DNA polymorphism of HLA class II genes in primary biliary cirrhosis

We investigated the DNA restriction fragment length polymorphism of the major histocompatibility complex class II genes: HLA-DRB, -DQA, -DQB, DPA, -DPB, the serologically defined HLA-A, B, C, DR antigens, and the primed lymphocyte typing defined HLA-DP antigens in 23 Danish patients with primary biliary cirrhosis (PBC) and in healthy Danes.

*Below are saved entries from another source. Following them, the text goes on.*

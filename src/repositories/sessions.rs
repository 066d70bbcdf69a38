use sqlx::PgPool;

use crate::db::models::Session;
use crate::db::types::SessionStatus;

const COLUMNS: &str = "id, course_id, started_at, ended_at, status, created_at";

/// Fails with a unique violation while another session of the course is active.
pub(crate) async fn start(
    pool: &PgPool,
    id: &str,
    course_id: &str,
    started_at: time::PrimitiveDateTime,
) -> Result<Session, sqlx::Error> {
    sqlx::query_as::<_, Session>(&format!(
        "INSERT INTO sessions (id, course_id, started_at, status, created_at)
         VALUES ($1,$2,$3,$4,$3)
         RETURNING {COLUMNS}"
    ))
    .bind(id)
    .bind(course_id)
    .bind(started_at)
    .bind(SessionStatus::Active)
    .fetch_one(pool)
    .await
}

pub(crate) async fn find_course_id(
    pool: &PgPool,
    session_id: &str,
) -> Result<Option<String>, sqlx::Error> {
    sqlx::query_scalar("SELECT course_id FROM sessions WHERE id = $1")
        .bind(session_id)
        .fetch_optional(pool)
        .await
}

pub(crate) async fn find_in_course(
    pool: &PgPool,
    course_id: &str,
    session_id: &str,
) -> Result<Option<Session>, sqlx::Error> {
    sqlx::query_as::<_, Session>(&format!(
        "SELECT {COLUMNS} FROM sessions WHERE id = $1 AND course_id = $2"
    ))
    .bind(session_id)
    .bind(course_id)
    .fetch_optional(pool)
    .await
}

pub(crate) async fn list_for_course(
    pool: &PgPool,
    course_id: &str,
) -> Result<Vec<Session>, sqlx::Error> {
    sqlx::query_as::<_, Session>(&format!(
        "SELECT {COLUMNS} FROM sessions WHERE course_id = $1 ORDER BY started_at DESC"
    ))
    .bind(course_id)
    .fetch_all(pool)
    .await
}

/// Ends an active session. `None` when it was not active.
pub(crate) async fn end(
    pool: &PgPool,
    session_id: &str,
    ended_at: time::PrimitiveDateTime,
) -> Result<Option<Session>, sqlx::Error> {
    sqlx::query_as::<_, Session>(&format!(
        "UPDATE sessions SET status = $1, ended_at = $2
         WHERE id = $3 AND status = $4
         RETURNING {COLUMNS}"
    ))
    .bind(SessionStatus::Ended)
    .bind(ended_at)
    .bind(session_id)
    .bind(SessionStatus::Active)
    .fetch_optional(pool)
    .await
}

The following genetic markers were found with increased frequencies in PBC: HLA-B8 (relative risk, RR=2.4, P<0.05, 'corrected' P>0.05), HLA-DR3 (RR=3.4, P<0.01, 'corrected' P<0.05), the DRB3*01/02/03 (DRw52) associated DRB Bgl II 9.1 kilobase (kb) fragment (RR = 2.9; P<0.05, 'corrected' P>0.05), the DQAI*0501 associated DQA Taq 14.8 kb fragment (RR = 3.1; P < 0.05, 'corrected' P>0.05), the DQBI*0201 (DQw2) associated DQB Hin dlII 11.5 kb fragment (RR = 3.1; P < 0.05, 'corrected' P>0.05). No DNA fragments specific for DRB1*0301 (DR3) could be identified. The frequencies in PBC of other genetic markers including DRw8, DRB1*08, HLA-DP antigens, DPA, and DPB genes did not differ significantly from those in controls. The associations between PBC and B8, DR3, DQAI*0501, and DQBl*0201, which are frequently found together on the same haplotype, are at variance with recent reports on associations between PBC and Drw8. The discrepancy suggests that PBC is genetically heterogenous.